Путь проклятых - стр. 7
And nothing else matters…
Коряво и не совсем дословно, но по духу звучит именно так.
– And nothing else matters… – задумчиво повторяет Она. – А почему ты не отбрасываешь тени? И в зеркале не отражаешься?
Она первая обратила не это внимание! Первая за двадцать с лишним лет моей «посмертной» жизни!
– Потому что я – вампир, – просто отвечаю я.
Этого нельзя было говорить, и нельзя было потом провожать Ее домой – но для меня уже не существовало «нельзя»! Я влюбился. Влюбился, как мальчишка, как последний дурак; я понимал, что выгляжу полным идиотом, что я не только выгляжу – я и есть полный идиот, я делаю то, чего делать нельзя – но я уже не мог совладать с собой!
Оказывается, с вампирами такое тоже случается…
Тогда Она поспешила поскорее удрать со мной, неумело соврав, что Ей уже пора домой, но одна идти Она боится, так что не мог бы я Ее проводить?

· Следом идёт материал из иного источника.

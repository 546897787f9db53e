//! Change-detector output: a tagged event variant per alert kind, never an
//! untyped property bag.

use chrono::{DateTime, Utc};
use rust_decimal::Decimal;
use serde::{Deserialize, Serialize};

use crate::snapshot::Snapshot;

/// Direction of a price move, carried alongside a [`EventPayload::PriceAlert`].
#[derive(Debug, Clone, Copy, PartialEq, Eq, Serialize, Deserialize)]
pub enum Direction {
    /// Price increased.
    Up,
    /// Price decreased.
    Down,
}

/// One arm per event kind, each carrying a typed payload.
#[derive(Debug, Clone, PartialEq, Serialize, Deserialize)]
#[serde(tag = "kind", content = "payload")]
pub enum EventPayload {
    /// The full current snapshot, emitted once per tick.
    #[serde(rename = "batch_update")]
    BatchUpdate {
        /// The snapshot just published.
        snapshot: Snapshot,
    },
    /// `|Δprice| / prev_price > 0.05`.
    #[serde(rename = "price_alert")]
    PriceAlert {
        /// Address the alert concerns.
        address: String,
        /// Previous price.
        old_price: Decimal,
        /// Current price.
        new_price: Decimal,
        /// Signed relative change, e.g. `0.08` for +8%.
        pct_change: Decimal,
        /// Direction of the move.
        direction: Direction,
    },
    /// `current.volume_24h > 2 * prev.volume_24h`.
    #[serde(rename = "volume_alert")]
    VolumeAlert {
        /// Address the alert concerns.
        address: String,
        /// Current trailing-24h volume.
        volume_24h: Decimal,
        /// Current price, for display alongside the volume spike.
        price: Decimal,
        /// Current market cap, for display alongside the volume spike.
        market_cap: Decimal,
    },
    /// `|Δmarket_cap| / prev_market_cap > 0.10`.
    #[serde(rename = "market_cap_alert")]
    MarketCapAlert {
        /// Address the alert concerns.
        address: String,
        /// Previous market cap.
        old_market_cap: Decimal,
        /// Current market cap.
        new_market_cap: Decimal,
        /// Signed relative change.
        pct_change: Decimal,
        /// Current market rank, if known.
        rank: Option<u32>,
    },
    /// `|Δliquidity| / prev_liquidity > 0.20`.
    #[serde(rename = "liquidity_alert")]
    LiquidityAlert {
        /// Address the alert concerns.
        address: String,
        /// Previous liquidity.
        old_liquidity: Decimal,
        /// Current liquidity.
        new_liquidity: Decimal,
        /// Signed relative change.
        pct_change: Decimal,
        /// Venue tag, for display alongside the liquidity move.
        dex: String,
    },
}

impl EventPayload {
    /// The address this event concerns, if any (`BatchUpdate` has none).
    #[must_use]
    pub fn address(&self) -> Option<&str> {
        match self {
            Self::BatchUpdate { .. } => None,
            Self::PriceAlert { address, .. }
            | Self::VolumeAlert { address, .. }
            | Self::MarketCapAlert { address, .. }
            | Self::LiquidityAlert { address, .. } => Some(address),
        }
    }

    /// Stable string tag for logging, matching the wire `kind` field.
    #[must_use]
    pub fn kind_str(&self) -> &'static str {
        match self {
            Self::BatchUpdate { .. } => "batch_update",
            Self::PriceAlert { .. } => "price_alert",
            Self::VolumeAlert { .. } => "volume_alert",
            Self::MarketCapAlert { .. } => "market_cap_alert",
            Self::LiquidityAlert { .. } => "liquidity_alert",
        }
    }
}

/// A timestamped, typed event handed from the Change Detector to the Broadcaster.
#[derive(Debug, Clone, PartialEq, Serialize, Deserialize)]
pub struct Event {
    /// The tagged payload.
    #[serde(flatten)]
    pub payload: EventPayload,
    /// Instant the event was produced.
    pub timestamp: DateTime<Utc>,
}

impl Event {
    /// Wrap a payload with the current instant.
    #[must_use]
    pub fn new(payload: EventPayload, timestamp: DateTime<Utc>) -> Self {
        Self { payload, timestamp }
    }
}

– Одна – боишься, а вдвоем с вампиром – нет? – усмехнулся я, продемонстрировав на этот раз свои клыки.
Я все еще пытался удержать Ее и себя – отпугнуть, оттолкнуть… В глубине души (кстати, а есть ли у меня душа? впрочем, не важно…) – в глубине души я понимал, что добром это не кончится – ни для Нее, ни для меня.
– С тобой – нет! – улыбнулась в ответ Она. – Ты ведь меня не укусишь?
– Кусают собаки, – проворчал я. – А мы – целуем… Нет, не укушу. Я сегодня сыт.
И мы потихоньку выскользнули за дверь.
Ну конечно же, никуда Она не спешила, просто Ей не терпелось остаться со мной наедине. И засыпать меня вопросами.
А для начала мне пришлось дать Ей пощупать свои клыки – чтобы Она могла убедиться, что они – настоящие. Это было глупо, но я не смог отказать Ей.
Она убедилась.
И вот тогда Ее прорвало!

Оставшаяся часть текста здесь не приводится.